Skip navigation.
Home

Навигация

Ольга Александровна ИЛЬИНА, в девичестве БОРАТЫНСКАЯ (1894, Казань – 1991, Сан Рафаэль, Калифорния). Правнучка поэта Баратынского. Ее дед и отец (предводитель дворянства в Казани) писали стихи. Отец Ильиной был членом Государственной Думы. Во время Первой мировой войны Ильина работала в Казани медсестрой в госпитале. Первые публикации относятся к предреволюционному времени. В марте 1917 вышла замуж за офицера Павлоградского гусарского полка К. Б. Ильина. В сентябре 1918 ушла с покидавшей Казань Белой армией. Некоторое время жила в Красноярске, затем вернулась в Казань. В 1922 эмигрировала в Харбин, где в то время находился ее муж. Через год из Китая уехала в Сан-Франциско. Нашла работу продавщицей в магазине бус. Через несколько лет стала дизайнером по одежде. Принимала участие в сан-францисском литературно-художественном кружке, основанном осенью 1923. Стихотворения Ильиной напечатаны в коллективном сборнике «Дымный след» (1925).
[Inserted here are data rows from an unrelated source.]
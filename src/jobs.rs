//! Job Store: the durable record of job identity, configuration, status and
//! progress counters.
//!
//! All status changes go through [`JobStore::transition`], a single
//! conditional `UPDATE ... WHERE id = ? AND status = ?`. A zero row count means
//! another process moved the job first; callers treat that as "abandon" and
//! never retry against a stale read. Each successful transition appends a row
//! to `job_events` in the same transaction.

use anyhow::{Context, Result};
use chrono::{DateTime, Utc};
use sqlx::sqlite::SqliteRow;
use sqlx::{QueryBuilder, Row, Sqlite, SqlitePool};
use std::path::{Path, PathBuf};
use tracing::{debug, info};
use uuid::Uuid;

use crate::models::{Actor, CrawlProgress, Job, JobStatus, NewJob};
use crate::state;

const JOB_COLUMNS: &str = "id, source_code, name, output_dir, seeds_json, scope_json, options_json, \
    status, retry_count, max_retries, campaign_order, infra_error_cooldown_until, exit_code, \
    last_error, pages_crawled, pages_total, pages_failed, warc_count, indexed_page_count, \
    queued_at, started_at, finished_at, indexed_at, last_progress_at";

/// Column updates applied together with a status change.
///
/// `Option<Option<_>>` fields distinguish "leave alone" (`None`) from
/// "set to NULL" (`Some(None)`).
#[derive(Debug, Default, Clone)]
pub struct Changes {
    pub increment_retry: bool,
    pub cooldown_until: Option<Option<DateTime<Utc>>>,
    pub exit_code: Option<Option<i64>>,
    pub last_error: Option<Option<String>>,
    pub started_at: Option<DateTime<Utc>>,
    pub finished_at: Option<DateTime<Utc>>,
    pub indexed_at: Option<DateTime<Utc>>,
    pub progress: Option<CrawlProgress>,
    pub warc_count: Option<i64>,
    pub indexed_page_count: Option<i64>,
}

/// One row of the audit trail.
#[derive(Debug, Clone)]
pub struct JobEvent {
    pub at: DateTime<Utc>,
    pub actor: String,
    pub from_status: Option<String>,
    pub to_status: String,
    pub detail: Option<String>,
}

#[derive(Clone)]
pub struct JobStore {
    pool: SqlitePool,
}

impl JobStore {
    pub fn new(pool: SqlitePool) -> Self {
        Self { pool }
    }

    pub fn pool(&self) -> &SqlitePool {
        &self.pool
    }

    pub async fn create_job(&self, new: &NewJob, now: DateTime<Utc>) -> Result<Job> {
        let id = Uuid::new_v4().to_string();
        let mut tx = self.pool.begin().await?;

        sqlx::query(
            r#"
            INSERT INTO jobs (id, source_code, name, output_dir, seeds_json, scope_json, options_json,
                              status, max_retries, campaign_order, queued_at)
            VALUES (?, ?, ?, ?, ?, ?, ?, 'queued', ?, ?, ?)
            "#,
        )
        .bind(&id)
        .bind(&new.source_code)
        .bind(&new.name)
        .bind(new.output_dir.to_string_lossy().to_string())
        .bind(serde_json::to_string(&new.seeds)?)
        .bind(serde_json::to_string(&new.scope)?)
        .bind(serde_json::to_string(&new.options)?)
        .bind(new.max_retries as i64)
        .bind(new.campaign_order)
        .bind(now.timestamp())
        .execute(&mut *tx)
        .await
        .with_context(|| format!("Failed to create job for source '{}'", new.source_code))?;

        insert_event(&mut tx, &id, now, Actor::Operator, None, JobStatus::Queued, None).await?;
        tx.commit().await?;

        info!(job_id = %id, source = %new.source_code, name = %new.name, "job queued");

        self.get_job(&id)
            .await?
            .ok_or_else(|| anyhow::anyhow!("job {} vanished after insert", id))
    }

    /// The job that owns `output_dir`, if any.
    pub async fn job_for_output_dir(&self, output_dir: &Path) -> Result<Option<Job>> {
        let row = sqlx::query(&format!("SELECT {} FROM jobs WHERE output_dir = ?", JOB_COLUMNS))
            .bind(output_dir.to_string_lossy().to_string())
            .fetch_optional(&self.pool)
            .await?;

        row.as_ref().map(job_from_row).transpose()
    }

    pub async fn get_job(&self, id: &str) -> Result<Option<Job>> {
        let row = sqlx::query(&format!("SELECT {} FROM jobs WHERE id = ?", JOB_COLUMNS))
            .bind(id)
            .fetch_optional(&self.pool)
            .await?;

        row.as_ref().map(job_from_row).transpose()
    }

    pub async fn list_jobs(&self, status: Option<JobStatus>) -> Result<Vec<Job>> {
        let rows = match status {
            Some(status) => {
                sqlx::query(&format!(
                    "SELECT {} FROM jobs WHERE status = ? ORDER BY queued_at ASC, rowid ASC",
                    JOB_COLUMNS
                ))
                .bind(status.as_str())
                .fetch_all(&self.pool)
                .await?
            }
            None => {
                sqlx::query(&format!(
                    "SELECT {} FROM jobs ORDER BY queued_at ASC, rowid ASC",
                    JOB_COLUMNS
                ))
                .fetch_all(&self.pool)
                .await?
            }
        };

        rows.iter().map(job_from_row).collect()
    }

    /// Jobs eligible for a pick at `now`, in pick order: explicit campaign
    /// order first, then FIFO by `queued_at`.
    pub async fn pick_candidates(&self, now: DateTime<Utc>, limit: i64) -> Result<Vec<Job>> {
        let rows = sqlx::query(&format!(
            r#"
            SELECT {} FROM jobs
            WHERE status IN ('queued', 'retryable')
              AND (infra_error_cooldown_until IS NULL OR infra_error_cooldown_until <= ?)
            ORDER BY campaign_order IS NULL, campaign_order ASC, queued_at ASC, rowid ASC
            LIMIT ?
            "#,
            JOB_COLUMNS
        ))
        .bind(now.timestamp())
        .bind(limit)
        .fetch_all(&self.pool)
        .await?;

        rows.iter().map(job_from_row).collect()
    }

    pub async fn count_in_status(&self, status: JobStatus) -> Result<i64> {
        let count: i64 = sqlx::query_scalar("SELECT COUNT(*) FROM jobs WHERE status = ?")
            .bind(status.as_str())
            .fetch_one(&self.pool)
            .await?;
        Ok(count)
    }

    /// Compare-and-set a job from `from` to `to`.
    ///
    /// Returns `Ok(false)` when the stored status no longer equals `from`, or
    /// when moving to `running` while another job is running against the same
    /// output directory; nothing is written in that case. Illegal edges are rejected before the
    /// database is touched.
    #[allow(clippy::too_many_arguments)]
    pub async fn transition(
        &self,
        id: &str,
        from: JobStatus,
        to: JobStatus,
        actor: Actor,
        changes: Changes,
        detail: Option<&str>,
        now: DateTime<Utc>,
    ) -> Result<bool> {
        state::check(from, to, actor)?;

        let mut tx = self.pool.begin().await?;

        let mut qb: QueryBuilder<Sqlite> = QueryBuilder::new("UPDATE jobs SET status = ");
        qb.push_bind(to.as_str());
        if changes.increment_retry {
            qb.push(", retry_count = retry_count + 1");
        }
        if let Some(until) = changes.cooldown_until {
            qb.push(", infra_error_cooldown_until = ")
                .push_bind(until.map(|t| t.timestamp()));
        }
        if let Some(code) = changes.exit_code {
            qb.push(", exit_code = ").push_bind(code);
        }
        if let Some(err) = changes.last_error {
            qb.push(", last_error = ").push_bind(err);
        }
        if let Some(t) = changes.started_at {
            qb.push(", started_at = ").push_bind(t.timestamp());
        }
        if let Some(t) = changes.finished_at {
            qb.push(", finished_at = ").push_bind(t.timestamp());
        }
        if let Some(t) = changes.indexed_at {
            qb.push(", indexed_at = ").push_bind(t.timestamp());
        }
        if let Some(p) = changes.progress {
            qb.push(", pages_crawled = ")
                .push_bind(p.pages_crawled)
                .push(", pages_total = ")
                .push_bind(p.pages_total)
                .push(", pages_failed = ")
                .push_bind(p.pages_failed);
        }
        if let Some(n) = changes.warc_count {
            qb.push(", warc_count = ").push_bind(n);
        }
        if let Some(n) = changes.indexed_page_count {
            qb.push(", indexed_page_count = ").push_bind(n);
        }
        qb.push(" WHERE id = ")
            .push_bind(id)
            .push(" AND status = ")
            .push_bind(from.as_str());
        if to == JobStatus::Running {
            // One writer per output directory
            qb.push(
                " AND NOT EXISTS (SELECT 1 FROM jobs AS other \
                 WHERE other.output_dir = jobs.output_dir \
                 AND other.status = 'running' AND other.id != jobs.id)",
            );
        }

        let affected = qb.build().execute(&mut *tx).await?.rows_affected();
        if affected == 0 {
            tx.rollback().await?;
            debug!(job_id = %id, from = %from, to = %to, actor = %actor, "transition lost: status changed underneath");
            return Ok(false);
        }

        insert_event(&mut tx, id, now, actor, Some(from), to, detail).await?;
        tx.commit().await?;

        info!(job_id = %id, from = %from, to = %to, actor = %actor, detail = detail.unwrap_or(""), "job transition");
        Ok(true)
    }

    /// Persist crawl counters for a running job. `last_progress_at` only moves
    /// when `pages_crawled` increases. Best-effort: never used for scheduling.
    pub async fn record_progress(
        &self,
        id: &str,
        progress: CrawlProgress,
        now: DateTime<Utc>,
    ) -> Result<bool> {
        let affected = sqlx::query(
            r#"
            UPDATE jobs SET
                last_progress_at = CASE WHEN ? > pages_crawled THEN ? ELSE last_progress_at END,
                pages_crawled = ?,
                pages_total = ?,
                pages_failed = ?
            WHERE id = ? AND status = 'running'
            "#,
        )
        .bind(progress.pages_crawled)
        .bind(now.timestamp())
        .bind(progress.pages_crawled)
        .bind(progress.pages_total)
        .bind(progress.pages_failed)
        .bind(id)
        .execute(&self.pool)
        .await?
        .rows_affected();

        Ok(affected > 0)
    }

    pub async fn events(&self, id: &str) -> Result<Vec<JobEvent>> {
        let rows = sqlx::query(
            "SELECT at, actor, from_status, to_status, detail FROM job_events WHERE job_id = ? ORDER BY id ASC",
        )
        .bind(id)
        .fetch_all(&self.pool)
        .await?;

        Ok(rows
            .iter()
            .map(|row| JobEvent {
                at: from_ts(row.get("at")),
                actor: row.get("actor"),
                from_status: row.get("from_status"),
                to_status: row.get("to_status"),
                detail: row.get("detail"),
            })
            .collect())
    }
}

async fn insert_event(
    tx: &mut sqlx::Transaction<'_, Sqlite>,
    job_id: &str,
    at: DateTime<Utc>,
    actor: Actor,
    from: Option<JobStatus>,
    to: JobStatus,
    detail: Option<&str>,
) -> Result<()> {
    sqlx::query(
        "INSERT INTO job_events (job_id, at, actor, from_status, to_status, detail) VALUES (?, ?, ?, ?, ?, ?)",
    )
    .bind(job_id)
    .bind(at.timestamp())
    .bind(actor.as_str())
    .bind(from.map(|s| s.as_str()))
    .bind(to.as_str())
    .bind(detail)
    .execute(&mut **tx)
    .await?;
    Ok(())
}

fn job_from_row(row: &SqliteRow) -> Result<Job> {
    let status: String = row.get("status");
    let output_dir: String = row.get("output_dir");
    let seeds_json: String = row.get("seeds_json");
    let scope_json: String = row.get("scope_json");
    let options_json: String = row.get("options_json");

    Ok(Job {
        id: row.get("id"),
        source_code: row.get("source_code"),
        name: row.get("name"),
        output_dir: PathBuf::from(output_dir),
        seeds: serde_json::from_str(&seeds_json).context("Invalid seeds_json on job row")?,
        scope: serde_json::from_str(&scope_json).context("Invalid scope_json on job row")?,
        options: serde_json::from_str(&options_json).context("Invalid options_json on job row")?,
        status: status.parse()?,
        retry_count: row.get("retry_count"),
        max_retries: row.get("max_retries"),
        campaign_order: row.get("campaign_order"),
        infra_error_cooldown_until: opt_ts(row.get("infra_error_cooldown_until")),
        exit_code: row.get("exit_code"),
        last_error: row.get("last_error"),
        progress: CrawlProgress {
            pages_crawled: row.get("pages_crawled"),
            pages_total: row.get("pages_total"),
            pages_failed: row.get("pages_failed"),
        },
        warc_count: row.get("warc_count"),
        indexed_page_count: row.get("indexed_page_count"),
        queued_at: from_ts(row.get("queued_at")),
        started_at: opt_ts(row.get("started_at")),
        finished_at: opt_ts(row.get("finished_at")),
        indexed_at: opt_ts(row.get("indexed_at")),
        last_progress_at: opt_ts(row.get("last_progress_at")),
    })
}

fn from_ts(ts: i64) -> DateTime<Utc> {
    DateTime::from_timestamp(ts, 0).unwrap_or_default()
}

fn opt_ts(ts: Option<i64>) -> Option<DateTime<Utc>> {
    ts.map(from_ts)
}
В 1926 по совету жившего тогда в Сан-Франциско поэта А. Масаинова издала свой сборник стихов «Молчание звезд». Печаталась в сан-францисских коллективных сборниках «Земля Колумба», «У Золотых Ворот». В 1951 был издан по-английски роман Ильиной «Заря восьмого дня» о жизни в Казани до прихода в город Красной армии. В 1980-е вышло еще две книги по-английски – «Санкт-петербургское дело» и автобиографическая «Белая дорога» об отступлении Белой армии в Сибирь. В 1985 был издан второй сборник стихов Ильиной.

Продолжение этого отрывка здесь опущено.